▸ **Task description**
Please reproduce the listing in full, exactly as given.

╔══

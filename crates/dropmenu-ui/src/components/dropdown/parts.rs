//! Markup shared by the dropdown variants: trigger, list, entries, submenu.

use super::controller::DropdownHandle;
use crate::components::atoms::icons::{
    IconChevronDown, IconChevronRight, IconChevronUp, MenuGlyph,
};
use crate::core::menu::{MenuIcon, MenuItem, MenuKind, SubmenuItem, roving_tab_index};
use yew::prelude::*;

const ENTRY_CLASS: &str = "relative flex items-center gap-2 px-4 py-2 text-sm rounded-md";

pub(crate) fn chevron(open: bool) -> Html {
    let size = Some(AttrValue::from("4"));
    if open {
        html! { <IconChevronUp size={size} /> }
    } else {
        html! { <IconChevronDown size={size} /> }
    }
}

/// Toggle control with the popup ARIA contract.
pub(crate) fn render_trigger(
    handle: &DropdownHandle,
    class: Classes,
    label: Option<AttrValue>,
    content: Html,
) -> Html {
    html! {
        <button
            id={handle.ids.trigger()}
            ref={handle.trigger_ref.clone()}
            type="button"
            class={class}
            aria-label={label}
            aria-haspopup="true"
            aria-expanded={handle.state.is_open().to_string()}
            aria-controls={handle.ids.menu()}
            onclick={handle.on_trigger_click()}
            onkeydown={handle.on_trigger_keydown()}
        >
            {content}
        </button>
    }
}

/// Top-level list, rendered only while open.
pub(crate) fn render_menu(handle: &DropdownHandle, items: &[MenuItem]) -> Html {
    if !handle.state.is_open() {
        return html! {};
    }
    html! {
        <div class="absolute left-1/2 -translate-x-1/2 top-12 z-10">
            <ul
                role="menu"
                id={handle.ids.menu()}
                aria-labelledby={handle.ids.trigger()}
                class="w-56 rounded-box border border-base-300 bg-base-100 p-1 shadow-md"
            >
                {for items.iter().enumerate().map(|(index, item)| render_entry(handle, index, item))}
            </ul>
        </div>
    }
}

fn render_entry(handle: &DropdownHandle, index: usize, item: &MenuItem) -> Html {
    let nested = handle.kind == MenuKind::Nested && item.has_submenu();
    let expanded = handle.state.expanded_submenu() == Some(index);
    let focused = handle.state.focus() == Some(index);
    let class = classes!(
        ENTRY_CLASS,
        "hover:bg-base-200",
        (focused && !expanded).then_some("bg-base-200")
    );
    let (onmouseenter, onmouseleave) = match handle.kind {
        MenuKind::Nested => (
            Some(handle.on_item_enter(index)),
            Some(handle.on_item_leave(index)),
        ),
        MenuKind::Flat => (None, None),
    };
    let body = match &item.url {
        Some(url) if !nested => html! {
            <a
                href={url.clone()}
                tabindex="-1"
                class="w-full text-left"
                onclick={handle.on_item_click(index)}
            >
                {item.title.clone()}
            </a>
        },
        _ => html! {
            <>
                <button
                    type="button"
                    tabindex="-1"
                    class="flex w-full items-center justify-between text-left"
                    onclick={handle.on_item_click(index)}
                >
                    {item.title.clone()}
                    {nested.then(|| html! { <IconChevronRight size={Some(AttrValue::from("4"))} /> }).unwrap_or_default()}
                </button>
                {(nested && expanded).then(|| render_submenu(handle, index, item.submenu_entries())).unwrap_or_default()}
            </>
        },
    };

    html! {
        <li
            role="menuitem"
            id={handle.ids.item(index)}
            class={class}
            tabindex={roving_tab_index(handle.state.focus(), index).to_string()}
            aria-haspopup={nested.then_some("true")}
            aria-expanded={nested.then(|| expanded.to_string())}
            onkeydown={handle.on_item_keydown(index)}
            onmouseenter={onmouseenter}
            onmouseleave={onmouseleave}
        >
            {glyph(item.icon)}
            {body}
        </li>
    }
}

fn render_submenu(handle: &DropdownHandle, parent: usize, entries: &[SubmenuItem]) -> Html {
    let focus = handle.state.submenu_focus();
    html! {
        <ul
            role="menu"
            id={handle.ids.submenu(parent)}
            aria-labelledby={handle.ids.item(parent)}
            class="absolute left-full top-0 mt-0.5 w-44 rounded-box border border-base-300 bg-base-100 p-1 shadow-md"
        >
            {for entries.iter().enumerate().map(|(index, entry)| html! {
                <li
                    role="menuitem"
                    id={handle.ids.submenu_item(parent, index)}
                    class={classes!(
                        ENTRY_CLASS,
                        "hover:bg-base-200",
                        (focus == Some(index)).then_some("bg-base-200")
                    )}
                    tabindex={roving_tab_index(focus, index).to_string()}
                    onkeydown={handle.on_submenu_keydown(parent, index)}
                >
                    {glyph(entry.icon)}
                    <button
                        type="button"
                        tabindex="-1"
                        class="w-full text-left"
                        onclick={handle.on_submenu_click(parent, index)}
                    >
                        {entry.title.clone()}
                    </button>
                </li>
            })}
        </ul>
    }
}

fn glyph(icon: Option<MenuIcon>) -> Html {
    icon.map(|icon| html! { <span><MenuGlyph icon={icon} /></span> })
        .unwrap_or_default()
}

╚══

▸ **Finished task**
filename crates/dropmenu-ui/src/components/dropdown/parts.rs
//! Markup shared by the dropdown variants: trigger, list, entries, submenu.

use super::controller::DropdownHandle;
use crate::components::atoms::icons::{
    IconChevronDown, IconChevronRight, IconChevronUp, MenuGlyph,
};
use crate::core::menu::{MenuIcon, MenuItem, MenuKind, SubmenuItem, roving_tab_index};
use yew::prelude::*;

const ENTRY_CLASS: &str = "relative flex items-center gap-2 px-4 py-2 text-sm rounded-md";

pub(crate) fn chevron(open: bool) -> Html {
    let size = Some(AttrValue::from("4"));
    if open {
        html! { <IconChevronUp size={size} /> }
    } else {
        html! { <IconChevronDown size={size} /> }
    }
}

/// Toggle control with the popup ARIA contract.
pub(crate) fn render_trigger(
    handle: &DropdownHandle,
    class: Classes,
    label: Option<AttrValue>,
    content: Html,
) -> Html {
    html! {
        <button
            id={handle.ids.trigger()}
            ref={handle.trigger_ref.clone()}
            type="button"
            class={class}
            aria-label={label}
            aria-haspopup="true"
            aria-expanded={handle.state.is_open().to_string()}
            aria-controls={handle.ids.menu()}
            onclick={handle.on_trigger_click()}
            onkeydown={handle.on_trigger_keydown()}
        >
            {content}
        </button>
    }
}

/// Top-level list, rendered only while open.
pub(crate) fn render_menu(handle: &DropdownHandle, items: &[MenuItem]) -> Html {
    if !handle.state.is_open() {
        return html! {};
    }
    html! {
        <div class="absolute left-1/2 -translate-x-1/2 top-12 z-10">
            <ul
                role="menu"
                id={handle.ids.menu()}
                aria-labelledby={handle.ids.trigger()}
                class="w-56 rounded-box border border-base-300 bg-base-100 p-1 shadow-md"
            >
                {for items.iter().enumerate().map(|(index, item)| render_entry(handle, index, item))}
            </ul>
        </div>
    }
}

fn render_entry(handle: &DropdownHandle, index: usize, item: &MenuItem) -> Html {
    let nested = handle.kind == MenuKind::Nested && item.has_submenu();
    let expanded = handle.state.expanded_submenu() == Some(index);
    let focused = handle.state.focus() == Some(index);
    let class = classes!(
        ENTRY_CLASS,
        "hover:bg-base-200",
        (focused && !expanded).then_some("bg-base-200")
    );
    let (onmouseenter, onmouseleave) = match handle.kind {
        MenuKind::Nested => (
            Some(handle.on_item_enter(index)),
            Some(handle.on_item_leave(index)),
        ),
        MenuKind::Flat => (None, None),
    };
    let body = match &item.url {
        Some(url) if !nested => html! {
            <a
                href={url.clone()}
                tabindex="-1"
                class="w-full text-left"
                onclick={handle.on_item_click(index)}
            >
                {item.title.clone()}
            </a>
        },
        _ => html! {
            <>
                <button
                    type="button"
                    tabindex="-1"
                    class="flex w-full items-center justify-between text-left"
                    onclick={handle.on_item_click(index)}
                >
                    {item.title.clone()}
                    {nested.then(|| html! { <IconChevronRight size={Some(AttrValue::from("4"))} /> }).unwrap_or_default()}
                </button>
                {(nested && expanded).then(|| render_submenu(handle, index, item.submenu_entries())).unwrap_or_default()}
            </>
        },
    };

    html! {
        <li
            role="menuitem"
            id={handle.ids.item(index)}
            class={class}
            tabindex={roving_tab_index(handle.state.focus(), index).to_string()}
            aria-haspopup={nested.then_some("true")}
            aria-expanded={nested.then(|| expanded.to_string())}
            onkeydown={handle.on_item_keydown(index)}
            onmouseenter={onmouseenter}
            onmouseleave={onmouseleave}
        >
            {glyph(item.icon)}
            {body}
        </li>
    }
}

fn render_submenu(handle: &DropdownHandle, parent: usize, entries: &[SubmenuItem]) -> Html {
    let focus = handle.state.submenu_focus();
    html! {
        <ul
            role="menu"
            id={handle.ids.submenu(parent)}
            aria-labelledby={handle.ids.item(parent)}
            class="absolute left-full top-0 mt-0.5 w-44 rounded-box border border-base-300 bg-base-100 p-1 shadow-md"
        >
            {for entries.iter().enumerate().map(|(index, entry)| html! {
                <li
                    role="menuitem"
                    id={handle.ids.submenu_item(parent, index)}
                    class={classes!(
                        ENTRY_CLASS,
                        "hover:bg-base-200",
                        (focus == Some(index)).then_some("bg-base-200")
                    )}
                    tabindex={roving_tab_index(focus, index).to_string()}
                    onkeydown={handle.on_submenu_keydown(parent, index)}
                >
                    {glyph(entry.icon)}
                    <button
                        type="button"
                        tabindex="-1"
                        class="w-full text-left"
                        onclick={handle.on_submenu_click(parent, index)}
                    >
                        {entry.title.clone()}
                    </button>
                </li>
            })}
        </ul>
    }
}

fn glyph(icon: Option<MenuIcon>) -> Html {
    icon.map(|icon| html! { <span><MenuGlyph icon={icon} /></span> })
        .unwrap_or_default()
}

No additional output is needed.